From a process safety perspective, the ability to instantly take the pressure away from a system in an emergency will always be desirable. Compressed gas as a means of liquid transfer does not allow for that, while pumping does.

The “Hazard” That I Don’t Worry About

Occasionally when I begin to point out the hazards of using pressurized gas as the motive force for transferring liquids, I’ll be interrupted. “Oh, don’t worry. At least we don’t use air. We know that increases the flammability in the head space, so we use nitrogen.” Except that leaking nitrogen can be an asphyxiation hazard, there is nothing wrong with using nitrogen instead of air. If the liquid is flammable with a flash point less than the ambient temperature, putting nitrogen in the head space of the vessel instead of air is certainly helpful.

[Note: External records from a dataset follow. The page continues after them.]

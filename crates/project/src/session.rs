//! Serializable snapshot of the open editors and tool windows of a project.

use std::fmt;

use serde::{Deserialize, Serialize};

/// Geometry and visibility shared by editors and tool windows.  
/// 編輯器與工具視窗共用的位置、尺寸與可見狀態。
#[derive(Debug, Clone, Copy, PartialEq, Default, Serialize, Deserialize)]
#[serde(rename_all = "camelCase")]
pub struct WindowState {
    #[serde(default)]
    pub visible: bool,
    #[serde(default)]
    pub pos_x: f32,
    #[serde(default)]
    pub pos_y: f32,
    #[serde(default)]
    pub width: f32,
    #[serde(default)]
    pub height: f32,
}

impl WindowState {
    pub fn new(visible: bool, position: (f32, f32), size: (f32, f32)) -> Self {
        Self {
            visible,
            pos_x: position.0,
            pos_y: position.1,
            width: size.0,
            height: size.1,
        }
    }

    pub fn position(&self) -> (f32, f32) {
        (self.pos_x, self.pos_y)
    }

    pub fn size(&self) -> (f32, f32) {
        (self.width, self.height)
    }
}

/// One open editor: the serialized path entry plus the editor's own payload.  
/// 單一已開啟編輯器的記錄：序列化的路徑節點與編輯器自身的狀態內容。
#[derive(Debug, Clone, PartialEq, Default, Serialize, Deserialize)]
pub struct EditorState {
    #[serde(default, with = "crate::serde_b64")]
    pub path: Vec<u8>,
    #[serde(default, rename = "state", with = "crate::serde_b64")]
    pub encoded: Vec<u8>,
    #[serde(flatten)]
    pub window: WindowState,
}

#[derive(Debug, Clone, Copy, PartialEq, Eq, Hash, Serialize, Deserialize)]
pub enum ToolWindowKind {
    Console,
    #[serde(rename = "MPQExplorer")]
    MpqExplorer,
    ProjectExplorer,
}

impl ToolWindowKind {
    pub const ALL: [ToolWindowKind; 3] = [
        ToolWindowKind::Console,
        ToolWindowKind::MpqExplorer,
        ToolWindowKind::ProjectExplorer,
    ];

    pub fn title(self) -> &'static str {
        match self {
            ToolWindowKind::Console => "Console",
            ToolWindowKind::MpqExplorer => "MPQ Explorer",
            ToolWindowKind::ProjectExplorer => "Project Explorer",
        }
    }
}

impl fmt::Display for ToolWindowKind {
    fn fmt(&self, f: &mut fmt::Formatter<'_>) -> fmt::Result {
        f.write_str(self.title())
    }
}

#[derive(Debug, Clone, Copy, PartialEq, Serialize, Deserialize)]
pub struct ToolWindowState {
    #[serde(rename = "type")]
    pub kind: ToolWindowKind,
    #[serde(flatten)]
    pub window: WindowState,
}

/// Everything needed to reopen a project's workspace.  
/// 重新開啟專案工作區所需的全部資訊。
#[derive(Debug, Clone, PartialEq, Default, Serialize, Deserialize)]
#[serde(rename_all = "camelCase")]
pub struct AppState {
    #[serde(default)]
    pub project_path: String,
    #[serde(default)]
    pub editor_windows: Vec<EditorState>,
    #[serde(default)]
    pub tool_windows: Vec<ToolWindowState>,
}

impl AppState {
    pub fn is_empty(&self) -> bool {
        self.editor_windows.is_empty() && self.tool_windows.is_empty()
    }

    pub fn tool_window(&self, kind: ToolWindowKind) -> Option<&ToolWindowState> {
        self.tool_windows.iter().find(|tool| tool.kind == kind)
    }
}

#[cfg(test)]
mod tests {
    use super::*;
    use crate::path_entry::PathEntry;

    #[test]
    fn editor_state_flattens_window_and_encodes_bytes() {
        let entry = PathEntry::project("a.txt", "/p/content/a.txt", false);
        let record = EditorState {
            path: entry.to_identifier().unwrap(),
            encoded: b"{\"cursor\":3}".to_vec(),
            window: WindowState::new(true, (320.0, 30.0), (400.0, 300.0)),
        };

        let json: serde_json::Value = serde_json::to_value(&record).unwrap();
        assert!(json["path"].is_string());
        assert!(json["state"].is_string());
        assert_eq!(json["posX"], 320.0);
        assert_eq!(json["visible"], true);

        let decoded: EditorState = serde_json::from_value(json).unwrap();
        assert_eq!(decoded, record);
        let restored = PathEntry::from_identifier(&decoded.path).unwrap();
        assert_eq!(restored.unique_id(), entry.unique_id());
    }

    #[test]
    fn tool_window_kind_uses_stable_names() {
        let state = ToolWindowState {
            kind: ToolWindowKind::MpqExplorer,
            window: WindowState::default(),
        };
        let json = serde_json::to_value(state).unwrap();
        assert_eq!(json["type"], "MPQExplorer");
    }

    #[test]
    fn app_state_tolerates_missing_fields() {
        let state: AppState = serde_json::from_str("{\"projectPath\":\"/p/x.hsp\"}").unwrap();
        assert_eq!(state.project_path, "/p/x.hsp");
        assert!(state.is_empty());

        let record: EditorState = serde_json::from_str("{\"path\":null,\"state\":null}").unwrap();
        assert!(record.path.is_empty());
        assert!(record.encoded.is_empty());
    }
}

When the flammable liquid has a flash point higher than the ambient temperature, putting nitrogen in the head space doesn’t hurt, but increasing the pressure in the head space with compressed air is not going to make the headspace more flammable.

What?!

Consider ethanol. Its flash point is 55°F (13 C). Ethanol’s lower explosive (LEL) is 3.3 vol% in air at atmospheric pressure, which is same as saying that the mole fraction of ethanol vapor in air at atmospheric pressure is 0.033. In other words, the partial pressure of ethanol in the vapor space of a tank containing pure ethanol at 55°F (13 C) is 0.033 atm (0.485 psia). The partial pressure of the ethanol won’t change as long as the temperature doesn’t change. When compressed air increases the pressure of the headspace from 1 atm_abs to 3.04 atm_abs (44.696 psia, 30 psig), the mole fraction of ethanol drops from 0.033 to 0.011. The head space becomes considerably less flammable.

In fact, a study shows that the flash point of many common flammable liquids increases significantly as the pressure increases — about 18°F (10 C) when the pressure goes from ambient to 15 psig.  So, a flammable vapor becomes even less flammable as a non-flammable gas—even air—pressurizes the head space.

Take Another Look

The primary reason for using compressed gas to transfer liquids, especially if the plant air or plant nitrogen system already exists and has plenty of capacity, is the lower initial capital costs. Pumps cost money. And once installed, they have their own maintenance costs. But from a process safety perspective, they have the potential to be much safer in an emergency.

If you are using compressed gas to transfer liquids, would installing a transfer pump make for an safer process? It’s worth a look.